Prior to his audition, Lloyd was already an enthusiast of Star Wars and wore a Darth Vader costume one Halloween. He auditioned twice and waited two years before being cast as Anakin. Lloyd's age was closer to the age of his character when filming began. Initially, Anakin was ten years old but after a change in the script his age was lowered to nine. Lloyd established several similarities between himself and his character saying, "I love doing mechanics; he is one mechanical kid. I like to build stuff." Like with some of the cast, he was impressed by the production including the props and costumes. Lloyd said, "It was just fantastic. I was blown away the first day."

"I couldn't believe some of the things they wrote about the prequels, you know. I mean really, beyond 'I didn't like it'. I'm still angry about the way they treated Jake Lloyd. He was only ten years old, that boy, and he did exactly what George wanted him to do. Believe me, I understand clunky dialog."
— – Mark Hamill defending Lloyd in a 2017 interview with Vulture

Lloyd attended the first Star Wars Celebration in Denver, Colorado which celebrated the upcoming release of The Phantom Menace. The film was released to cinemas in May 1999. Initially reviews were mixed; however the film became the highest-grossing film of 1999 and the highest-grossing Star Wars film at the time of its release. One of his co-stars, Anthony Daniels said in his 2019 memoirs that Lloyd "was amazingly mature and self-confident" and "delighted the fans with his happy banter" during the Celebration. Lloyd received the Young Artist Award for Best Performance in a Feature Film.
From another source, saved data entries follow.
//! DWARF-based source resolution for one loaded module.
//!
//! This is the allocation-permitted half of symbolication: it reads the
//! module file from disk, builds a `gimli` DWARF view over its debug
//! sections, and answers file/line (and, as a fallback, function name)
//! queries through `addr2line`. `SymbolLookup` builds these resolvers lazily
//! and only while memory allocation is allowed; the no-alloc fault path
//! relies on `dladdr` alone and leaves file/line fields empty.

use std::borrow::Cow;
use std::collections::HashMap;
use std::fs;
use std::path::Path;
use std::sync::Arc;

use addr2line::Context;
use gimli::{Dwarf, EndianArcSlice, RunTimeEndian, SectionId};
use object::{Object, ObjectSection, ObjectSegment};
use once_cell::sync::OnceCell;
use tracing::debug;

type OwnedReader = EndianArcSlice<RunTimeEndian>;

const DWARF_SECTIONS: &[(&str, &[&str])] = &[
    (".debug_abbrev", &[".debug_abbrev", "__debug_abbrev"]),
    (".debug_addr", &[".debug_addr", "__debug_addr"]),
    (".debug_info", &[".debug_info", "__debug_info"]),
    (".debug_line", &[".debug_line", "__debug_line"]),
    (".debug_line_str", &[".debug_line_str", "__debug_line_str"]),
    (".debug_ranges", &[".debug_ranges", "__debug_ranges"]),
    (".debug_rnglists", &[".debug_rnglists", "__debug_rnglists"]),
    (".debug_str", &[".debug_str", "__debug_str"]),
    (".debug_str_offsets", &[".debug_str_offsets", "__debug_str_offsets"]),
    (".debug_types", &[".debug_types", "__debug_types"]),
    (".debug_loc", &[".debug_loc", "__debug_loc"]),
    (".debug_loclists", &[".debug_loclists", "__debug_loclists"]),
    (".debug_frame", &[".debug_frame", "__debug_frame"]),
];

fn load_section_bytes(file: &object::File<'_>, names: &[&str]) -> Arc<[u8]>
{
    for name in names {
        if let Some(section) = file.section_by_name(name) {
            if let Ok(data) = section.uncompressed_data() {
                return match data {
                    Cow::Borrowed(bytes) => Arc::<[u8]>::from(bytes.to_vec()),
                    Cow::Owned(vec) => vec.into(),
                };
            }
        }
    }

    Arc::<[u8]>::from(Vec::new())
}

/// A resolved source position.
#[derive(Debug, Clone)]
pub(crate) struct SourcePosition
{
    pub file: String,
    pub line: Option<u32>,
}

/// Per-module DWARF resolver.
///
/// Owns the module's debug section bytes and a lazily built `addr2line`
/// context. Construction failures are reported as `None` by the factory and
/// logged at debug level; a module without usable debug info simply resolves
/// nothing.
pub(crate) struct DwarfResolver
{
    endian: RunTimeEndian,
    /// Runtime load address of the module.
    runtime_base: u64,
    /// Link-time address of the lowest loadable segment.
    link_base: u64,
    debug_sections: HashMap<&'static str, Arc<[u8]>>,
    context_cache: OnceCell<Context<OwnedReader>>,
}

impl DwarfResolver
{
    /// Load the module at `path` (mapped at `runtime_base`) and prepare its
    /// debug sections. Returns `None` when the file cannot be read or parsed.
    pub(crate) fn load(path: &Path, runtime_base: u64) -> Option<Self>
    {
        let bytes = match fs::read(path) {
            Ok(bytes) => bytes,
            Err(err) => {
                debug!("cannot read module {}: {err}", path.display());
                return None;
            }
        };

        let file = match object::File::parse(&*bytes) {
            Ok(file) => file,
            Err(err) => {
                debug!("cannot parse module {}: {err}", path.display());
                return None;
            }
        };

        let endian = if file.is_little_endian() {
            RunTimeEndian::Little
        } else {
            RunTimeEndian::Big
        };

        // Lowest loadable segment address; the slide between this and the
        // runtime base converts runtime addresses to file addresses.
        let link_base = file.segments().map(|segment| segment.address()).min().unwrap_or(0);

        let mut debug_sections = HashMap::new();
        for (canonical, aliases) in DWARF_SECTIONS {
            debug_sections.insert(*canonical, load_section_bytes(&file, aliases));
        }

        Some(Self {
            endian,
            runtime_base,
            link_base,
            debug_sections,
            context_cache: OnceCell::new(),
        })
    }

    /// Convert a runtime address into the module's file address space.
    fn file_address(&self, runtime_addr: u64) -> Option<u64>
    {
        runtime_addr
            .checked_sub(self.runtime_base)
            .and_then(|offset| offset.checked_add(self.link_base))
    }

    fn section_reader(&self, id: SectionId) -> OwnedReader
    {
        let data = self
            .debug_sections
            .get(id.name())
            .cloned()
            .unwrap_or_else(|| Arc::<[u8]>::from(Vec::new()));
        EndianArcSlice::new(data, self.endian)
    }

    fn context(&self) -> Option<&Context<OwnedReader>>
    {
        self.context_cache
            .get_or_try_init(|| {
                let dwarf = Dwarf::load(|section| Ok::<_, gimli::Error>(self.section_reader(section)))?;
                Context::from_dwarf(dwarf)
            })
            .map_err(|err: gimli::Error| {
                debug!("failed to build addr2line context: {err}");
                err
            })
            .ok()
    }

    /// Resolve a runtime address to a source file and line.
    pub(crate) fn find_source(&self, runtime_addr: u64) -> Option<SourcePosition>
    {
        let file_addr = self.file_address(runtime_addr)?;
        let ctx = self.context()?;

        let location = ctx.find_location(file_addr).ok()??;
        let file = location.file?.to_string();

        Some(SourcePosition {
            file,
            line: location.line,
        })
    }

    /// Resolve a runtime address to the innermost enclosing function's raw
    /// (mangled) name. Used as a fallback when the dynamic symbol table has
    /// no entry for the address.
    pub(crate) fn find_function(&self, runtime_addr: u64) -> Option<String>
    {
        let file_addr = self.file_address(runtime_addr)?;
        let ctx = self.context()?;

        let mut frames = ctx.find_frames(file_addr).skip_all_loads().ok()?;
        while let Ok(Some(frame)) = frames.next() {
            if let Some(function) = frame.function.as_ref() {
                if let Ok(raw) = function.raw_name() {
                    return Some(raw.to_string());
                }
            }
        }

        None
    }
}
Like with a lot of the cast and crew, Lloyd defended Ahmed Best praising him for his humour and saying, "He is one of the coolest guys that I've ever met." Both actors faced criticism over their performances. Lloyd appeared in the 2001 documentary, The Beginning: Making Star Wars Episode I, which was one of the bonus features of The Phantom Menace DVD release. The documentary chronicles the production of the film and includes footage of Lloyd's audition as well as the other potential Anakins with Natalie Portman prior to getting the part.

Due to Star Wars: Episode II: Attack of the Clones being set 10 years after The Phantom Menace, Lloyd did not reprise his role. Hayden Christensen portrayed Anakin as an adult in the following films rounding up the prequel trilogy. Christensen admitted to Star Wars Insider in 2005, that he found it difficult bridging the gap between Jake Lloyd's Anakin as an innocent boy and the villain Vader was introduced as in the original trilogy. Following a reappraisal of the prequel trilogy, in 2023, Christensen said that by going back to the character as a child destined to achieve great things in The Phantom Menace, "George Lucas subverted our expectations and understanding of this character" and made it a good starting point for Anakin's character development throughout the trilogy. Archival footage of Lloyd as Anakin can be seen in the recap at the beginning of the 2022 mini-series, Obi-Wan Kenobi.

In 2000, Lloyd filmed the dramas Die with Me and Madison, then retired from acting, although Madison was not released in cinemas until 2005.

===2001–2012: Post-acting work===
After retiring from acting in 2001, Lloyd continued to make appearances at sci-fi and comic-book festivals. In 2012, he announced that he would be directing a documentary highlighting Tibetan refugees in India. Lloyd was commissioned in 2012 to create a promotional video for singer Mallory Low. Star Wars: Episode II – Attack of the Clones actor Daniel Logan, who played the young Boba Fett in the film, starred in the video.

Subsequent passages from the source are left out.